Extracted records
//! End-to-end pipeline behaviour over the fixture artifacts.

use std::sync::Arc;

use triage_classifier::{ArtifactBundle, LabelIndex, Ranker, SymptomSchema};
use triage_core::config::{ClassifierConfig, TriageConfig};
use triage_core::constants::{GENERIC_PRECAUTIONS, SYNTHETIC_PRECAUTIONS};
use triage_core::errors::ClassifierError;
use triage_core::traits::IKnowledgeCache;
use triage_core::TriageError;
use triage_knowledge::KnowledgeResolver;
use triage_pipeline::{DiagnosisPipeline, InferenceRequest, TriageRuntime};
use triage_storage::StorageEngine;

use test_fixtures::{
    fixture_artifacts, fixture_path, section, FailingHistorySink, FixedClassifier,
    MemoryKnowledgeCache, RecordingHistorySink, ScriptedKnowledgeSource, SourceScript,
};

fn fixture_config() -> TriageConfig {
    let paths = fixture_artifacts();
    let mut config = TriageConfig::default();
    config.classifier = ClassifierConfig {
        schema_path: Some(paths.schema_path),
        labels_path: paths.labels_path,
        model_path: paths.model_path,
        model_format: "forest".to_string(),
    };
    config
}

fn article() -> SourceScript {
    SourceScript::Article {
        summary: "A well documented condition. It has known treatments.".into(),
        sections: vec![section(
            "Prevention",
            "Regular hand washing reduces the risk of infection. Avoid contact with sick people whenever possible.",
        )],
    }
}

fn runtime_with(source: Arc<ScriptedKnowledgeSource>) -> TriageRuntime {
    let storage = Arc::new(StorageEngine::open_in_memory().unwrap());
    TriageRuntime::with_components(fixture_config(), storage, source).unwrap()
}

fn symptoms(names: &[&str]) -> InferenceRequest {
    InferenceRequest::new(names.iter().map(|s| s.to_string()).collect())
}

fn fixed_pipeline(
    probabilities: Vec<f64>,
) -> (DiagnosisPipeline, Arc<FixedClassifier>, Arc<RecordingHistorySink>) {
    let schema = SymptomSchema::load(&fixture_path("artifacts/symptom_schema.json")).unwrap();
    let labels = LabelIndex::load(&fixture_path("artifacts/labels.json")).unwrap();
    let classifier = Arc::new(FixedClassifier::new(schema.len(), probabilities));
    let bundle = ArtifactBundle::from_parts(schema, labels, classifier.clone()).unwrap();
    let resolver = Arc::new(KnowledgeResolver::new(
        Arc::new(MemoryKnowledgeCache::new()),
        Arc::new(ScriptedKnowledgeSource::new(article())),
        Default::default(),
    ));
    let sink = Arc::new(RecordingHistorySink::new());
    let pipeline = DiagnosisPipeline::new(bundle, Ranker::default(), resolver).with_history(sink.clone());
    (pipeline, classifier, sink)
}

#[test]
fn ranked_records_follow_classifier_probabilities() {
    let runtime = runtime_with(Arc::new(ScriptedKnowledgeSource::new(article())));

    let records = runtime.pipeline.infer(&symptoms(&["chills", "nausea"])).unwrap();

    let ranked: Vec<_> = records
        .iter()
        .map(|r| (r.disease.as_str(), r.confidence))
        .collect();
    assert_eq!(
        ranked,
        vec![("Malaria", 60.0), ("Common Cold", 30.0), ("Typhoid", 10.0)]
    );
    for record in &records {
        assert_eq!(
            record.description,
            "A well documented condition. It has known treatments."
        );
        assert_eq!(record.precautions.len(), 2);
    }
}

#[test]
fn unreachable_source_yields_synthetic_records_and_caches_nothing() {
    let runtime = runtime_with(Arc::new(ScriptedKnowledgeSource::unreachable()));

    let records = runtime.pipeline.infer(&symptoms(&["chills"])).unwrap();

    assert_eq!(records.len(), 3);
    for record in &records {
        assert_eq!(
            record.description,
            format!(
                "{} is a medical condition. Detailed information is limited at the moment.",
                record.disease
            )
        );
        assert_eq!(record.precautions, SYNTHETIC_PRECAUTIONS.map(String::from).to_vec());
        assert_eq!(runtime.storage.get(&record.disease).unwrap(), None);
    }
    assert_eq!(runtime.storage.entry_count().unwrap(), 0);
}

#[test]
fn repeated_requests_reuse_cached_knowledge() {
    let source = Arc::new(ScriptedKnowledgeSource::new(article()));
    let runtime = runtime_with(source.clone());

    let first = runtime.pipeline.infer(&symptoms(&["chills"])).unwrap();
    let calls = source.total_calls();
    let second = runtime.pipeline.infer(&symptoms(&["chills"])).unwrap();

    assert_eq!(first, second);
    assert_eq!(source.total_calls(), calls);
    assert_eq!(runtime.storage.entry_count().unwrap(), 3);
}

#[test]
fn section_failure_still_returns_cached_generic_precautions() {
    let source = Arc::new(ScriptedKnowledgeSource::new(SourceScript::SectionsFail {
        summary: "Summary only.".into(),
    }));
    let runtime = runtime_with(source);

    let records = runtime.pipeline.infer(&symptoms(&["headache"])).unwrap();

    assert_eq!(records[0].disease, "Migraine");
    assert_eq!(records[0].confidence, 80.0);
    assert_eq!(records[0].precautions, GENERIC_PRECAUTIONS.map(String::from).to_vec());
    assert!(runtime.storage.get("Migraine").unwrap().is_some());
}

#[test]
fn empty_and_unknown_symptoms_skip_classification() {
    let (pipeline, classifier, sink) = fixed_pipeline(vec![0.2; 5]);

    assert!(pipeline.infer(&symptoms(&[])).unwrap().is_empty());
    assert!(pipeline.infer(&symptoms(&["CHILLS", "not_a_symptom"])).unwrap().is_empty());
    assert_eq!(classifier.calls(), 0);
    assert!(sink.records().is_empty());
}

#[test]
fn form_values_are_split_and_trimmed() {
    let (pipeline, _, sink) = fixed_pipeline(vec![0.6, 0.3, 0.1, 0.0, 0.0]);

    let request = InferenceRequest::from_form(" chills , ,headache,");
    let records = pipeline.infer(&request).unwrap();

    assert_eq!(records.len(), 3);
    assert_eq!(sink.records()[0].symptoms, vec!["chills", "headache"]);
}

#[test]
fn ties_rank_by_class_index() {
    let (pipeline, _, _) = fixed_pipeline(vec![0.1, 0.3, 0.3, 0.0, 0.3]);

    let first = pipeline.infer_symptoms(&["cough"]).unwrap();
    let second = pipeline.infer_symptoms(&["cough"]).unwrap();

    let names: Vec<_> = first.iter().map(|r| r.disease.as_str()).collect();
    assert_eq!(names, vec!["Common Cold", "Typhoid", "Migraine"]);
    assert_eq!(first, second);
}

#[test]
fn history_record_carries_request_and_results() {
    let (pipeline, _, sink) = fixed_pipeline(vec![0.6, 0.3, 0.1, 0.0, 0.0]);
    let request = symptoms(&["chills", "chills", "unknown"]).with_identity("user-7");

    let records = pipeline.infer(&request).unwrap();

    let history = sink.records();
    assert_eq!(history.len(), 1);
    assert_eq!(history[0].identity.as_deref(), Some("user-7"));
    assert_eq!(history[0].symptoms, request.symptoms);
    assert_eq!(history[0].ranked_diseases, vec!["Malaria", "Common Cold", "Typhoid"]);
    assert_eq!(history[0].results, records);
    assert!(!history[0].nonce.is_empty());
}

#[test]
fn history_nonces_are_unique_per_request() {
    let (pipeline, _, sink) = fixed_pipeline(vec![0.6, 0.3, 0.1, 0.0, 0.0]);
    pipeline.infer_symptoms(&["chills"]).unwrap();
    pipeline.infer_symptoms(&["chills"]).unwrap();
    let history = sink.records();
    assert_ne!(history[0].nonce, history[1].nonce);
}

#[test]
fn failing_history_sink_does_not_fail_inference() {
    let (pipeline, _, _) = fixed_pipeline(vec![0.6, 0.3, 0.1, 0.0, 0.0]);
    let pipeline = pipeline.with_history(Arc::new(FailingHistorySink));

    let records = pipeline.infer_symptoms(&["chills"]).unwrap();
    assert_eq!(records.len(), 3);
}

#[test]
fn runtime_persists_history_per_identity() {
    let runtime = runtime_with(Arc::new(ScriptedKnowledgeSource::new(article())));

    runtime
        .pipeline
        .infer(&symptoms(&["chills"]).with_identity("alice"))
        .unwrap();
    runtime
        .pipeline
        .infer(&symptoms(&["headache"]).with_identity("alice"))
        .unwrap();

    let history = runtime.storage.recent_history("alice", 10).unwrap();
    assert_eq!(history.len(), 2);
    assert!(runtime.storage.recent_history("bob", 10).unwrap().is_empty());
}

#[test]
fn legacy_cache_is_imported_at_startup() {
    let source = Arc::new(ScriptedKnowledgeSource::new(article()));
    let mut config = fixture_config();
    config.storage.legacy_cache_path =
        Some(fixture_path("artifacts/legacy_cache.json").display().to_string());
    let storage = Arc::new(StorageEngine::open_in_memory().unwrap());
    let runtime = TriageRuntime::with_components(config, storage, source.clone()).unwrap();

    let records = runtime.pipeline.infer(&symptoms(&["headache"])).unwrap();

    assert_eq!(records[0].disease, "Migraine");
    assert!(records[0].description.starts_with("Migraine is a genetically influenced"));
    // Migraine and Malaria come from the legacy file; only Jaundice is fetched.
    assert_eq!(source.summary_calls(), 1);
}

#[test]
fn initialize_opens_file_storage_from_config() {
    let dir = tempfile::TempDir::new().unwrap();
    let mut config = fixture_config();
    config.storage.db_path = dir.path().join("triage.db").display().to_string();

    let runtime = TriageRuntime::initialize(config).unwrap();

    assert_eq!(runtime.pipeline().labels().len(), 5);
    assert_eq!(runtime.pipeline().resolver().source_name(), "wikipedia");
    assert!(dir.path().join("triage.db").exists());
}

#[test]
fn mismatched_labels_abort_startup() {
    let dir = tempfile::TempDir::new().unwrap();
    let labels = dir.path().join("labels.json");
    std::fs::write(&labels, r#"{"labels":["Malaria","Common Cold","Typhoid","Jaundice"]}"#).unwrap();
    let mut config = fixture_config();
    config.classifier.labels_path = labels.display().to_string();

    let storage = Arc::new(StorageEngine::open_in_memory().unwrap());
    let result = TriageRuntime::with_components(
        config,
        storage,
        Arc::new(ScriptedKnowledgeSource::unreachable()),
    );

    assert!(matches!(
        result,
        Err(TriageError::ClassifierError(ClassifierError::ArtifactMismatch { .. }))
    ));
}

#[test]
fn missing_model_aborts_startup() {
    let mut config = fixture_config();
    config.classifier.model_path = "/nonexistent/model.json".to_string();
    let storage = Arc::new(StorageEngine::open_in_memory().unwrap());
    let result = TriageRuntime::with_components(
        config,
        storage,
        Arc::new(ScriptedKnowledgeSource::unreachable()),
    );
    assert!(matches!(
        result,
        Err(TriageError::ClassifierError(ClassifierError::ArtifactLoad { .. }))
    ));
}

#[tokio::test]
async fn infer_async_matches_sync_result() {
    let (pipeline, _, _) = fixed_pipeline(vec![0.6, 0.3, 0.1, 0.0, 0.0]);
    let pipeline = Arc::new(pipeline);

    let tasks: Vec<_> = (0..4)
        .map(|_| {
            let pipeline = Arc::clone(&pipeline);
            tokio::spawn(pipeline.infer_async(symptoms(&["chills"])))
        })
        .collect();

    for task in tasks {
        let records = task.await.unwrap().unwrap();
        let names: Vec<_> = records.iter().map(|r| r.disease.as_str()).collect();
        assert_eq!(names, vec!["Malaria", "Common Cold", "Typhoid"]);
    }
}

#[tokio::test]
async fn infer_runs_directly_inside_a_runtime_over_file_storage() {
    let dir = tempfile::TempDir::new().unwrap();
    let storage = Arc::new(StorageEngine::open(&dir.path().join("triage.db")).unwrap());
    let source = Arc::new(ScriptedKnowledgeSource::new(article()));
    let runtime = TriageRuntime::with_components(fixture_config(), storage, source).unwrap();

    let first = runtime
        .pipeline
        .infer(&symptoms(&["chills"]).with_identity("alice"))
        .unwrap();
    let second = runtime.pipeline.infer(&symptoms(&["chills"])).unwrap();

    assert_eq!(first.len(), 3);
    assert_eq!(first, second);
    assert_eq!(runtime.storage.entry_count().unwrap(), 3);
    assert_eq!(runtime.storage.recent_history("alice", 10).unwrap().len(), 1);
}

Aim of the exercise
When a line of the data holds the string "FailingHistorySink", pick it out and copy it.

Written reply
    fixture_artifacts, fixture_path, section, FailingHistorySink, FixedClassifier,
    let pipeline = pipeline.with_history(Arc::new(FailingHistorySink));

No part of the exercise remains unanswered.